Activity:
Return the lines of the data below in which the string "Phase" occurs.

Saved data entries:
+ + +

//! # L Compiler Back End - Analysis and Register Allocation
//!
//! This module takes the flat IR command stream of each routine, rebuilds
//! its control flow graph, runs dataflow analyses over it and assigns the
//! IR temporaries to a fixed set of machine registers.
//!
//! ## Architecture
//!
//! ```text
//! IR commands → CFG → { Initialization analysis → diagnostics
//!                     { Liveness → Interference graph → Graph coloring → registers
//! ```
//!
//! ## Usage
//!
//! ```ignore
//! use lcc_backend::compiler::{Backend, BackendOptions};
//!
//! let backend = Backend::new(BackendOptions::default())?;
//! let output = backend.compile_routine(&routine)?;
//! println!("{}", output.analysis.uninitialized_report());
//! ```

pub mod analyzer;
pub mod cfg;
pub mod dataflow;
pub mod debug;
pub mod graph_coloring;
pub mod interference;
pub mod ir;
pub mod regalloc_analyzer;

pub use analyzer::{AnalysisReport, Analyzer, Diagnostic, Severity, NO_ISSUES_MARKER};
pub use cfg::{CfgNode, ControlFlowGraph, NodeId};
pub use dataflow::{
    solve, DataflowAnalysis, Direction, InitializationAnalysis, InitializationState,
    LivenessAnalysis, LivenessInfo, Solution,
};
pub use debug::{dump_allocation, dump_interference, dump_ir, dump_liveness};
pub use graph_coloring::{
    AllocationArtifacts, GraphColoringAllocator, Register, RegisterAllocation, RegisterAllocator,
    RegisterPool,
};
pub use interference::InterferenceGraph;
pub use ir::{BinOp, CommandKind, IrCommand, IrRoutine, LabelFactory, Temp, TempFactory};
pub use regalloc_analyzer::{NodePressure, PressureIssue, PressureReport, RegAllocAnalyzer};

use crate::{Error, Result};
use serde::{Deserialize, Serialize};
use std::collections::BTreeMap;

/// Back-end options
#[derive(Debug, Clone, PartialEq, Eq, Serialize, Deserialize)]
#[serde(default)]
pub struct BackendOptions {
    /// Register names available to the allocator, in preference order
    pub registers: Vec<String>,
    /// Work-list iterations allowed per CFG node before giving up
    pub iteration_budget_per_node: usize,
    /// Report `x_3` as `x` in the uninitialized-variable list
    pub strip_scope_suffixes: bool,
    /// Render each routine's CFG in DOT format
    pub emit_cfg_dot: bool,
}

impl Default for BackendOptions {
    fn default() -> Self {
        Self {
            registers: RegisterPool::mips_temporaries()
                .registers()
                .iter()
                .map(|r| r.0.clone())
                .collect(),
            iteration_budget_per_node: dataflow::DEFAULT_ITERATION_BUDGET_PER_NODE,
            strip_scope_suffixes: true,
            emit_cfg_dot: false,
        }
    }
}

impl BackendOptions {
    /// Parse options from JSON; missing fields take their defaults
    pub fn from_json(json: &str) -> Result<Self> {
        let options: Self = serde_json::from_str(json)
            .map_err(|e| Error::config(format!("malformed options: {}", e)))?;
        options.validate()?;
        Ok(options)
    }

    /// Check that the options are usable
    pub fn validate(&self) -> Result<()> {
        if self.iteration_budget_per_node == 0 {
            return Err(Error::config("iteration_budget_per_node must be at least 1"));
        }
        RegisterPool::new(self.registers.iter().cloned())?;
        Ok(())
    }

    /// Register pool described by these options
    pub fn register_pool(&self) -> Result<RegisterPool> {
        RegisterPool::new(self.registers.iter().cloned())
    }
}

/// Back-end output for one routine
#[derive(Debug, Clone)]
pub struct RoutineOutput {
    /// Routine name
    pub routine: String,
    /// Static analysis report (diagnostics, uninitialized variables)
    pub analysis: AnalysisReport,
    /// Temporary -> register mapping for the code generator
    pub assignment: BTreeMap<Temp, Register>,
    /// Register pressure per node
    pub pressure: PressureReport,
    /// CFG in DOT format (when enabled)
    pub cfg_dot: Option<String>,
}

/// Back-end driver
#[derive(Debug, Clone)]
pub struct Backend {
    options: BackendOptions,
    analyzer: Analyzer,
    allocator: RegisterAllocator,
}

impl Backend {
    /// Create a back end, validating `options`
    pub fn new(options: BackendOptions) -> Result<Self> {
        options.validate()?;
        let pool = options.register_pool()?;
        Ok(Self {
            analyzer: Analyzer::new(
                options.iteration_budget_per_node,
                options.strip_scope_suffixes,
            ),
            allocator: RegisterAllocator::new(pool, options.iteration_budget_per_node),
            options,
        })
    }

    /// Options in effect
    pub fn options(&self) -> &BackendOptions {
        &self.options
    }

    /// Analyze one routine and allocate its registers
    ///
    /// Uninitialized variables are logged and reported but never fail the
    /// routine. Running out of registers fails it with
    /// [`Error::RegisterAllocationFailed`].
    pub fn compile_routine(&self, routine: &IrRoutine) -> Result<RoutineOutput> {
        // Phase 1: Static analysis
        tracing::debug!("{}", dump_ir(routine));
        let analysis = self.analyzer.analyze(routine)?;

        for diag in analysis.diagnostics_at_least(Severity::Warning) {
            tracing::warn!(routine = %routine.name, "{}", diag);
        }

        // Phase 2: Liveness, interference, coloring
        let artifacts = self.allocator.allocate_cfg(analysis.cfg.clone())?;
        tracing::debug!("{}", dump_liveness(&artifacts.cfg, &artifacts.liveness));
        tracing::debug!("{}", dump_interference(&artifacts.graph));
        tracing::debug!("{}", dump_allocation(&artifacts.allocation));

        let k = self.allocator.pool().k();
        let pressure = RegAllocAnalyzer::new(k).analyze(&artifacts.cfg, &artifacts.liveness);

        // Phase 3: Hand the mapping to the code generator, or stop here
        let assignment = match artifacts.allocation {
            RegisterAllocation::Colored { assignment } => assignment,
            RegisterAllocation::Failed { blocked } => {
                tracing::warn!(
                    routine = %routine.name,
                    blocked = blocked.len(),
                    peak_pressure = pressure.peak_pressure,
                    registers = k,
                    "register allocation failed"
                );
                return Err(Error::RegisterAllocationFailed {
                    routine: routine.name.clone(),
                    peak_pressure: pressure.peak_pressure,
                    registers: k,
                });
            }
        };

        let cfg_dot = self.options.emit_cfg_dot.then(|| analysis.cfg.to_dot());

        tracing::info!(
            routine = %routine.name,
            commands = routine.len(),
            temporaries = assignment.len(),
            peak_pressure = pressure.peak_pressure,
            warnings = analysis.diagnostics_at_least(Severity::Warning).count(),
            "routine allocated"
        );

        Ok(RoutineOutput {
            routine: routine.name.clone(),
            analysis,
            assignment,
            pressure,
            cfg_dot,
        })
    }

    /// Compile routines one at a time, stopping at the first failure
    pub fn compile_program(&self, routines: &[IrRoutine]) -> Result<Vec<RoutineOutput>> {
        routines.iter().map(|r| self.compile_routine(r)).collect()
    }
}

#[cfg(test)]
mod tests {
    use super::*;

    #[test]
    fn test_default_options() {
        let options = BackendOptions::default();
        assert_eq!(options.registers.len(), 10);
        assert_eq!(options.registers[0], "$t0");
        assert_eq!(options.iteration_budget_per_node, 1000);
        assert!(options.strip_scope_suffixes);
        assert!(options.validate().is_ok());
    }

    #[test]
    fn test_options_from_partial_json() {
        let options = BackendOptions::from_json(r#"{"registers": ["a", "b"], "emit_cfg_dot": true}"#)
            .unwrap();
        assert_eq!(options.registers, vec!["a", "b"]);
        assert!(options.emit_cfg_dot);
        assert_eq!(options.iteration_budget_per_node, 1000);
    }

    #[test]
    fn test_invalid_options_are_rejected() {
        assert!(BackendOptions::from_json(r#"{"registers": []}"#).is_err());
        assert!(BackendOptions::from_json(r#"{"registers": ["a", "a"]}"#).is_err());
        assert!(BackendOptions::from_json(r#"{"iteration_budget_per_node": 0}"#).is_err());
        assert!(matches!(
            BackendOptions::from_json("not json"),
            Err(Error::InvalidConfiguration(_))
        ));
    }

    #[test]
    fn test_backend_compiles_routine() {
        let backend = Backend::new(BackendOptions {
            emit_cfg_dot: true,
            ..BackendOptions::default()
        })
        .unwrap();
        let routine = IrRoutine::new(
            "main",
            vec![
                IrCommand::ConstInt {
                    dst: Temp(1),
                    value: 1,
                },
                IrCommand::Return { value: Temp(1) },
            ],
        );

        let output = backend.compile_routine(&routine).unwrap();
        assert_eq!(output.assignment.len(), 1);
        assert!(output.cfg_dot.unwrap().contains("digraph CFG"));
    }
}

+ + +

Response below:
        // Phase 1: Static analysis
        // Phase 2: Liveness, interference, coloring
        // Phase 3: Hand the mapping to the code generator, or stop here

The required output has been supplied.